Este estudo de fato representa no campo de aplicação particular da Bioinformática uma lição “a união faz a força” que é recorrente em estudos de mineração de dados: às vezes, integrando múltiplas fontes de dados heterogêneas e indiretamente relacionadas (mesmo que essa integração não seja nem óbvia e nem simples), seus resultados são bem melhores, e lançam muito mais luz sobre o problema em questão, que visões “míopes” focando em um ou outro aspecto do mesmo…

4 Respostas
  1. Michael :

    Date: abril 29, 2008 @ 9:30 am

    Oi Omni,

    Muito legal seus resultados. Por acaso você conhece um software do Weissman institute chamado Genomica que tambem faz integracao de datasets? Outra coisa, porque voces nao mandaram os resultados para a BMC Genomics, Genome Biology ou alguma outra revista com impacto mais alto? Eu tenho certeza que voces conseguiriam publicar este tipo de dados la.
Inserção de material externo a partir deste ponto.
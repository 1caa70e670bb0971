//! Output formatting and logging utilities.

use std::fmt;
use std::fs::File;
use std::io::{self, BufWriter, Write};
use std::path::{Path, PathBuf};
use std::time::SystemTime as StdSystemTime;
use tracing::info;
use tracing_subscriber::{
    fmt::format::Writer, fmt::layer, fmt::time::FormatTime, layer::SubscriberExt,
    util::SubscriberInitExt, Registry,
};

/// Custom time formatter that shows only seconds
struct SecondPrecisionTimer;

impl FormatTime for SecondPrecisionTimer {
    fn format_time(&self, w: &mut Writer<'_>) -> fmt::Result {
        let now = StdSystemTime::now();
        let duration = now
            .duration_since(std::time::UNIX_EPOCH)
            .unwrap_or_default();

        let total_seconds = duration.as_secs();
        let hours = (total_seconds / 3600) % 24;
        let minutes = (total_seconds / 60) % 60;
        let seconds = total_seconds % 60;

        write!(w, "{:02}:{:02}:{:02}", hours, minutes, seconds)
    }
}

/// Setup output logging to file or stdout
pub fn setup_output(output_path: Option<&String>) {
    match output_path {
        Some(path) => {
            if let Ok(log) = File::create(path) {
                let file_layer = layer()
                    .with_writer(log)
                    .with_timer(SecondPrecisionTimer)
                    .with_ansi(false);
                Registry::default().with(file_layer).init();
                info!("Output will be written to: {}", path);
            } else {
                eprintln!("Could not create output file: {}", path);
            }
        }
        None => {
            let stdout_layer = layer()
                .with_writer(std::io::stdout)
                .with_timer(SecondPrecisionTimer)
                .with_ansi(true);
            Registry::default().with(stdout_layer).init();
            info!("Output will be printed to stdout");
        }
    }
}

/// Conventional file name for one tabulated series, e.g. `RY_SdeK.dat`.
pub fn series_path(dir: &Path, closure_label: &str, series_tag: &str) -> PathBuf {
    dir.join(format!("{}_{}.dat", closure_label, series_tag))
}

/// Write two parallel columns as tab-separated text, full double precision.
pub fn write_series(path: &Path, x: &[f64], y: &[f64]) -> io::Result<()> {
    let file = File::create(path)?;
    let mut writer = BufWriter::new(file);
    for (xi, yi) in x.iter().zip(y.iter()) {
        writeln!(writer, "{:.17e}\t{:.17e}", xi, yi)?;
    }
    writer.flush()
}

#[cfg(test)]
mod tests {
    use super::*;

    #[test]
    fn series_round_trips_at_full_precision() {
        let dir = std::env::temp_dir();
        let path = dir.join("ozfluid_series_test.dat");
        let x = vec![0.5, 1.5, 2.5];
        let y = vec![1.0 / 3.0, std::f64::consts::PI, -7.25e-11];
        write_series(&path, &x, &y).unwrap();

        let contents = std::fs::read_to_string(&path).unwrap();
        for (line, (&xi, &yi)) in contents.lines().zip(x.iter().zip(&y)) {
            let mut cols = line.split('\t');
            let px: f64 = cols.next().unwrap().parse().unwrap();
            let py: f64 = cols.next().unwrap().parse().unwrap();
            assert_eq!(px, xi);
            assert_eq!(py, yi);
        }
        std::fs::remove_file(&path).ok();
    }

    #[test]
    fn series_path_uses_closure_prefix() {
        let p = series_path(Path::new("out"), "HNC", "SdeK");
        assert_eq!(p, Path::new("out").join("HNC_SdeK.dat"));
    }
}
Por fim, eu sei que voce vai deixar o Mudado explicar os resultados, mas sera que nao da para voce dar uma colher-de-cha e falar por alto qual das teorias para explicar o aumento da longevidade foi reforcada pelos seus resultados?

  2. Lúcio :

    Date: abril 29, 2008 @ 3:05 pm

    Oi Michael, bom te ve por aqui!

    Eu nunca usei o Genomica, mas minha impressão pelo que já li a respeito (me corrija se eu estiver errado) é de que ele faz integração de datasets de natureza diferente – por exemplo, dados de expressão com dados de sequência, o que é diferente do que fizemos – integração de datasets de expressão diferentes.

    Quanto aos jornais de maior impacto, bom, até onde eu posso checar o latest impact factor do Rejuvenation Research é 8.571, acima do 4.03 do BMC Genomics ou do 7.17 do Genome Biology… Nos últimos anos eu diria que ele tem se consolidado como *o* jornal para pesquisa de longevidade mesmo.

    Finalmente, quanto às hipóteses mais favorecidas, as redes de genes que conseguimos parecem indicar um processo bem multifatorial *mesmo*, mas provavelmente centrado no stress oxidativo…

  3. Michae :

    Date: abril 30, 2008 @ 12:16 pm

    Oi Omni,
    Quanto ao Genomica, acho que ele integra varios datasets tambem mas nao acho que ele faca isto de uma maneira tao inteligente quanto a que voces fizeram (ver paper http://robotics.stanford.edu/%7Eerans/publications/CancerMap.pdf)
    Em relacao ao Rejuvenation Research, nao sabia que o impacto de um jornal tao especifico podia ser tao alto! Voces estao de parabens!

    Quanto a hipotese favorecida, eu tinha um palpite que a teoria do stress oxidativo fosse a melhor mesmo. De novo, parabens!

  4. Chico Lobo :

    Date: abril 30, 2008 @ 3:10 pm

    Olá, Omni!

    Legal demais os resultados de vocês, e o meu palite seria exatamente o do Michael: redes de genes relacionados ao stress oxidativo. Vocês utilizaram algum dos métodos de extensão de dataset para gerar features extras (as quais seriam, teoricamente, mais fáceis de se interpretar)? Existem alguns softwares novos que estão fazendo mais ou menos isso hoje em dia, um dos melhores que eu já usei foi esse aqui, ó:

    http://www.pubmedcentral.nih.gov/articlerender.fcgi?artid=1538844

    o link do serviço é:

    http://babelomics.bioinfo.cipf.es/EntryPoint?loadForm=fatigo

    Basicamente o que é feito é ordenar uma lista de genes de algum organismo por algum critério aregonal qualquer (no caso de vocês a ordenação seria por porcentagem de utilização de um dado gene nos melhores modelos classificatórios que vocês obtiveram, por exemplo) e, depois, realiza-se a procura por termos GO (ou KEGG, ou interpro) que estejam diferencialmente representados nos genes presentes nas extremidades destas listas usando um teste exato de Fisher.

    Parabéns pelos resultados e pela publicação!